La veterana actriz Marisa Paredes es la protagonista de Silencios que aborda el espinoso tema del maltrato y el silencio cómplice en torno a la víctima. “No puedo concebir el arte como algo neutro”, dice su director Jesús Méndez. “Mi manera de entender el cine es el compromiso social. Escribo sobre aquello que me incomoda o me molesta y había llegado el momento de indagar sobre la violencia de género, y el mundo que rodea a la víctima y al verdugo. Sobre el silencio que cohabita con el miedo y con el dolor. Había visto varios proyectos relacionado con la violencia de género, pero ninguno abordaba el entorno más próximo. Me interesaba mostrar las razones que llevan a un testigo a mirar hacia otro lado cuando presencia un acto violento.
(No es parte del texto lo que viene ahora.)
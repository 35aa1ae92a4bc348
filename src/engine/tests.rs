use super::*;
use crate::{
  error::ErrorCode,
  model::{BatchStatus, PlaylistEntry, SessionInfo, VideoInfo},
  transport::Artifact,
};
use async_trait::async_trait;
use bytes::Bytes;
use std::collections::HashMap;
use std::time::Duration;
use tokio::sync::Notify;

#[derive(Clone, Copy)]
enum Script {
  ReadyAfter(u32),
  Fails(&'static str),
  Expired,
  Never,
}

#[derive(Default)]
struct FakeBackend {
  scripts: Mutex<HashMap<String, Script>>,
  polls: Mutex<HashMap<String, u32>>,
  sessions_created: Mutex<Vec<String>>,
  archive_requests: Mutex<Vec<(Option<String>, Vec<String>)>>,
  cleaned: Mutex<Vec<CleanupTarget>>,
  metadata_gate: Mutex<Option<Arc<Notify>>>,
  archive_error: Mutex<Option<&'static str>>,
}

impl FakeBackend {
  fn script(&self, download_id: &str, script: Script) {
    self.scripts.lock().insert(download_id.to_string(), script);
  }

  fn polls(&self, download_id: &str) -> u32 {
    self.polls.lock().get(download_id).copied().unwrap_or(0)
  }

  fn cleaned(&self) -> Vec<CleanupTarget> {
    self.cleaned.lock().clone()
  }
}

fn video_id(url: &str) -> &str {
  url.rsplit('=').next().unwrap_or(url)
}

#[async_trait]
impl JobBackend for FakeBackend {
  async fn fetch_metadata(&self, url: &str) -> Result<VideoInfo, DownloadError> {
    let gate = self.metadata_gate.lock().clone();
    if let Some(gate) = gate {
      gate.notified().await;
    }
    if url.contains("withdrawn") {
      return Err(DownloadError::remote(ErrorCode::Http4xx, "This video has been removed"));
    }
    if url.contains("playlist") {
      return Ok(VideoInfo {
        title: Some("Mix".into()),
        is_playlist: true,
        playlist_items: ["a", "b", "c"]
          .iter()
          .map(|id| PlaylistEntry {
            url: format!("https://www.youtube.com/watch?v={id}"),
            title: Some(format!("Track {id}")),
            ..PlaylistEntry::default()
          })
          .collect(),
        ..VideoInfo::default()
      });
    }
    Ok(VideoInfo {
      title: Some(format!("Clip {}", video_id(url))),
      duration: Some("3:25".into()),
      ..VideoInfo::default()
    })
  }

  async fn create_session(&self, url: &str, _options: &DownloadOptions) -> Result<SessionInfo, DownloadError> {
    let id = format!("s-{}", video_id(url));
    self.sessions_created.lock().push(id.clone());
    Ok(SessionInfo {
      session_id: id,
      video_info: VideoInfo::default(),
    })
  }

  async fn enqueue_playlist(&self, _url: &str, _options: &DownloadOptions) -> Result<SessionInfo, DownloadError> {
    self.sessions_created.lock().push("s-pl".into());
    Ok(SessionInfo {
      session_id: "s-pl".into(),
      video_info: VideoInfo::default(),
    })
  }

  async fn start_download(&self, item: &QueueItem, _session_id: Option<&str>) -> Result<String, DownloadError> {
    let id = format!("dl-{}", video_id(&item.url));
    if id == "dl-down" {
      return Err(DownloadError::remote(ErrorCode::Http5xx, "worker pool exhausted"));
    }
    Ok(id)
  }

  async fn poll_status(&self, download_id: &str) -> Result<StatusReport, DownloadError> {
    let n = {
      let mut polls = self.polls.lock();
      let n = polls.entry(download_id.to_string()).or_default();
      *n += 1;
      *n
    };
    let script = self.scripts.lock().get(download_id).copied().unwrap_or(Script::Never);
    match script {
      Script::ReadyAfter(k) if n >= k => Ok(StatusReport {
        progress: 100.0,
        title: None,
        is_ready: true,
        filename: Some(format!("{download_id}.mp4")),
        error: None,
      }),
      Script::ReadyAfter(_) | Script::Never => Ok(StatusReport {
        progress: f64::from(n.min(9) * 10),
        ..StatusReport::default()
      }),
      Script::Fails(msg) => Ok(StatusReport {
        error: Some(msg.to_string()),
        ..StatusReport::default()
      }),
      Script::Expired => Err(DownloadError::JobExpired),
    }
  }

  async fn request_archive(&self, session_id: Option<&str>, download_ids: &[String]) -> Result<String, DownloadError> {
    self
      .archive_requests
      .lock()
      .push((session_id.map(str::to_string), download_ids.to_vec()));
    if let Some(message) = *self.archive_error.lock() {
      return Err(DownloadError::remote(ErrorCode::Http5xx, message));
    }
    Ok("batch-1".into())
  }

  async fn poll_archive(&self, batch_id: &str) -> Result<BatchStatus, DownloadError> {
    let n = {
      let mut polls = self.polls.lock();
      let n = polls.entry(batch_id.to_string()).or_default();
      *n += 1;
      *n
    };
    Ok(BatchStatus {
      ready: n >= 2,
      progress: if n >= 2 { 100.0 } else { 50.0 },
      filename: (n >= 2).then(|| "playlist.zip".to_string()),
      error: None,
    })
  }

  async fn fetch_artifact(&self, target: &ArtifactRef) -> Result<Artifact, DownloadError> {
    match target {
      ArtifactRef::Filename(name) if name.starts_with("dl-broken") => {
        Err(DownloadError::remote(ErrorCode::Http5xx, "artifact vanished"))
      }
      ArtifactRef::Filename(name) => Ok(Artifact {
        payload: Bytes::from(format!("bytes of {name}")),
        filename: Some(name.clone()),
        content_type: None,
      }),
      other => Err(DownloadError::remote(ErrorCode::NotFound, format!("unexpected {other:?}"))),
    }
  }

  async fn cleanup(&self, target: &CleanupTarget) -> Result<(), DownloadError> {
    self.cleaned.lock().push(target.clone());
    Ok(())
  }
}

struct Harness {
  backend: Arc<FakeBackend>,
  engine: DownloadEngineHandle,
  dir: tempfile::TempDir,
}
Para ello, dimos el punto de vista de la madre del agresor, puesto que entendíamos que el conflicto sería mucho más rico. Ya que los medios técnicos y económicos eran muy limitados, hicimos un ejercicio de estilo. Todo sucede en una única estancia, con tan solo una actriz”.

Implicar a Paredes fue sencillo. “Nos pusimos en contacto con su representante y le gustó el proyecto”, cuenta Méndez. “Ha sido un lujo trabajar con ella, tanto a nivel artístico como humano. Marisa ha sido todo generosidad y profesionalidad, hemos aprendido muchísimo de ella e hizo que todo el rodaje fluyera de una manera mágica”.

Fotograma de Maeve. Imagen cortesía de Cortos por la Igualdad.

Fotograma de Maeve, de Iván Albacete. Imagen cortesía de Cortos por la Igualdad.

Diana en la red plantea el tema de la violencia machista que sufren las adolescentes a través de las nuevas tecnologías y La Petite fille muestra la relación entre una abuela y su nieta que sueña con ser aviadora. Superhéroes es una original reflexión sobre la conciliación familiar y el valor que merece el trabajo femenino, y Maeve, con imágenes muy sugestivas, ahonda en cómo el machismo se transmite e implanta también en la mente de algunas mujeres.

Mujer y audiovisual

La selección de 2015  evidencia varias paradojas muy significativas, señalan los organizadores. “Por ejemplo, que el título de uno de los cortos, Superhéroes, cuando habla de una mujer use el masculino plural nos recuerda lo lejos que estamos de un lenguaje no sexista”, dice Paqui Méndez, directora del certamen.

“También es muy revelador que la mayoría de cortos están dirigidos por hombres, reflejo  de la falta de medidas de acción positivas que ayuden a paliar la enorme discriminación que padecen las mujeres del sector audiovisual. Los directores están mejor situados en la industria y por tanto más capacitados para ofrecer más productos y de mejor factura”.

Aunque cada vez son más las mujeres que se ponen detrás de la cámara, siguen siendo mayoritarios los hombres en las producciones audiovisuales, situación repetidamente denunciada por Cima (Asociación de Mujeres Cineastas y Medios Audiovisuales). Cima lucha por la igualdad de oportunidades en acceso a puestos de dirección y decisión, por una imagen no sesgada y más real de la mujer en los medios y por promover la presencia paritaria en las áreas públicas del sector.

Marisa Paredes en un fotograma de Silencios. Cortesía de Cortos por la Igualdad.

Marisa Paredes en un fotograma de Silencios, de Jesús Méndez. Cortesía de Cortos por la Igualdad.